(Collected data)

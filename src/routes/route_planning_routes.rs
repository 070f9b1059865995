use axum::{extract::State, routing::post, Json, Router};

use crate::controllers::route_controller::RouteController;
use crate::dto::route_dto::{RouteOptimizationResponse, RouteRequest};
use crate::state::AppState;
use crate::utils::errors::AppError;

pub fn create_route_planning_router() -> Router<AppState> {
    Router::new().route("/optimize", post(optimize_routes))
}

async fn optimize_routes(
    State(state): State<AppState>,
    Json(request): Json<RouteRequest>,
) -> Result<Json<RouteOptimizationResponse>, AppError> {
    let controller = RouteController::new(state.route_optimizer.clone());
    let response = controller.optimize(request)?;
    Ok(Json(response))
}
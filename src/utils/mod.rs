//! Utilidades del sistema
//! 
//! Este módulo contiene el manejo de errores y la validación de requests.

pub mod errors;
pub mod validation;

pub use errors::*;
//! Modelo de Route
//! 
//! Este módulo contiene las coordenadas, los tipos de ruta y la opción de ruta
//! que devuelve el optimizador. Ninguno de estos valores se persiste.

use serde::{Deserialize, Serialize};
use std::fmt;

/// Par (latitud, longitud) en grados
#[derive(Debug, Clone, Copy, Serialize, Deserialize, PartialEq)]
pub struct Coordinate {
    pub lat: f64,
    pub lng: f64,
}

impl Coordinate {
    pub const fn new(lat: f64, lng: f64) -> Self {
        Self { lat, lng }
    }

    /// Distancia euclidiana tratando (lat, lng) como plano; solo para dar forma al trazado
    pub fn planar_distance(&self, other: &Coordinate) -> f64 {
        ((other.lat - self.lat).powi(2) + (other.lng - self.lng).powi(2)).sqrt()
    }
}

/// Tipo de ruta calculada por el optimizador
#[derive(Debug, Clone, Copy, Serialize, Deserialize, PartialEq, Eq, Hash)]
pub enum RouteKind {
    #[serde(rename = "fastest")]
    Fastest,
    #[serde(rename = "shortest")]
    Shortest,
    #[serde(rename = "eco-friendly")]
    EcoFriendly,
}

impl RouteKind {
    /// Orden en el que se devuelven las opciones
    pub const ALL: [RouteKind; 3] = [RouteKind::Fastest, RouteKind::Shortest, RouteKind::EcoFriendly];

    pub fn as_str(&self) -> &'static str {
        match self {
            RouteKind::Fastest => "fastest",
            RouteKind::Shortest => "shortest",
            RouteKind::EcoFriendly => "eco-friendly",
        }
    }

    pub fn curve_factor(&self) -> f64 {
        match self {
            RouteKind::Fastest => 1.0,
            RouteKind::Shortest => 0.9,
            RouteKind::EcoFriendly => 1.1,
        }
    }

    /// Velocidad base en km/h antes del ajuste por clase de vehículo
    pub fn base_speed_kmh(&self) -> f64 {
        match self {
            RouteKind::Fastest => 75.0,
            RouteKind::Shortest => 50.0,
            RouteKind::EcoFriendly => 65.0,
        }
    }

    /// Sesgo aplicado a la distancia haversine para la distancia reportada
    pub fn distance_factor(&self) -> f64 {
        match self {
            RouteKind::Fastest => 1.0,
            RouteKind::Shortest => 0.95,
            RouteKind::EcoFriendly => 1.02,
        }
    }

    pub fn traffic_level(&self) -> &'static str {
        match self {
            RouteKind::Fastest => "Light",
            RouteKind::Shortest => "Moderate",
            RouteKind::EcoFriendly => "Efficient",
        }
    }
}

impl fmt::Display for RouteKind {
    fn fmt(&self, f: &mut fmt::Formatter<'_>) -> fmt::Result {
        f.write_str(self.as_str())
    }
}

/// Opción de ruta devuelta al cliente
#[derive(Debug, Clone, Serialize, Deserialize, PartialEq)]
#[serde(rename_all = "camelCase")]
pub struct RouteOption {
    #[serde(rename = "type")]
    pub kind: RouteKind,
    /// "12.3 km"
    pub distance: String,
    /// "1h 5m" o "42m"
    pub estimated_time: String,
    pub traffic_level: String,
    pub coordinates: Vec<Coordinate>,
    pub distance_km: f64,
    pub estimated_minutes: f64,
}
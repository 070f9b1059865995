//! Analytics de la flota
//! 
//! Lectura pura del estado actual: distribución por estado y alertas para los
//! vehículos en CRITICAL o MAINTENANCE, en el orden en que llegan.

use std::collections::BTreeMap;

use super::health_engine::{HealthReading, ENGINE_CRITICAL_BELOW, ENGINE_MAINTENANCE_BELOW, TIRE_MIN_PSI};
use crate::models::{AlertAction, AlertIssue, FleetAnalytics, MaintenanceAlert, Vehicle, VehicleStatus};

/// Problema principal, con la precedencia motor crítico > desgaste > neumáticos > rutina
pub fn primary_issue(vehicle: &Vehicle) -> AlertIssue {
    let reading = HealthReading::of(vehicle);

    if reading.engine_health < ENGINE_CRITICAL_BELOW {
        AlertIssue::EngineCritical
    } else if reading.engine_health < ENGINE_MAINTENANCE_BELOW {
        AlertIssue::EngineWear
    } else if reading.tire_pressure < TIRE_MIN_PSI {
        AlertIssue::LowTirePressure
    } else {
        AlertIssue::RoutineMaintenance
    }
}

pub fn recommended_action(status: VehicleStatus) -> AlertAction {
    match status {
        VehicleStatus::Critical => AlertAction::ImmediateGrounding,
        _ => AlertAction::ScheduleService,
    }
}

pub fn summarize(vehicles: &[Vehicle]) -> FleetAnalytics {
    let mut status_distribution = BTreeMap::new();
    for vehicle in vehicles {
        *status_distribution.entry(vehicle.status).or_insert(0) += 1;
    }

    let alerts = vehicles
        .iter()
        .filter(|v| v.status.needs_attention())
        .map(|v| MaintenanceAlert {
            id: v.id,
            name: v.display_name(),
            status: v.status,
            issue: primary_issue(v),
            action: recommended_action(v.status),
        })
        .collect();

    FleetAnalytics {
        status_distribution,
        alerts,
        total_fleet: vehicles.len(),
    }
}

**Task to carry out**
As listed above, the lines from the line with "pub struct Coordinate" to the line with "devuelta al cliente" are to be echoed exactly, with both ends included and nothing added.

**Solution below**
pub struct Coordinate {
    pub lat: f64,
    pub lng: f64,
}

impl Coordinate {
    pub const fn new(lat: f64, lng: f64) -> Self {
        Self { lat, lng }
    }

    /// Distancia euclidiana tratando (lat, lng) como plano; solo para dar forma al trazado
    pub fn planar_distance(&self, other: &Coordinate) -> f64 {
        ((other.lat - self.lat).powi(2) + (other.lng - self.lng).powi(2)).sqrt()
    }
}

/// Tipo de ruta calculada por el optimizador
#[derive(Debug, Clone, Copy, Serialize, Deserialize, PartialEq, Eq, Hash)]
pub enum RouteKind {
    #[serde(rename = "fastest")]
    Fastest,
    #[serde(rename = "shortest")]
    Shortest,
    #[serde(rename = "eco-friendly")]
    EcoFriendly,
}

impl RouteKind {
    /// Orden en el que se devuelven las opciones
    pub const ALL: [RouteKind; 3] = [RouteKind::Fastest, RouteKind::Shortest, RouteKind::EcoFriendly];

    pub fn as_str(&self) -> &'static str {
        match self {
            RouteKind::Fastest => "fastest",
            RouteKind::Shortest => "shortest",
            RouteKind::EcoFriendly => "eco-friendly",
        }
    }

    pub fn curve_factor(&self) -> f64 {
        match self {
            RouteKind::Fastest => 1.0,
            RouteKind::Shortest => 0.9,
            RouteKind::EcoFriendly => 1.1,
        }
    }

    /// Velocidad base en km/h antes del ajuste por clase de vehículo
    pub fn base_speed_kmh(&self) -> f64 {
        match self {
            RouteKind::Fastest => 75.0,
            RouteKind::Shortest => 50.0,
            RouteKind::EcoFriendly => 65.0,
        }
    }

    /// Sesgo aplicado a la distancia haversine para la distancia reportada
    pub fn distance_factor(&self) -> f64 {
        match self {
            RouteKind::Fastest => 1.0,
            RouteKind::Shortest => 0.95,
            RouteKind::EcoFriendly => 1.02,
        }
    }

    pub fn traffic_level(&self) -> &'static str {
        match self {
            RouteKind::Fastest => "Light",
            RouteKind::Shortest => "Moderate",
            RouteKind::EcoFriendly => "Efficient",
        }
    }
}

impl fmt::Display for RouteKind {
    fn fmt(&self, f: &mut fmt::Formatter<'_>) -> fmt::Result {
        f.write_str(self.as_str())
    }
}

/// Opción de ruta devuelta al cliente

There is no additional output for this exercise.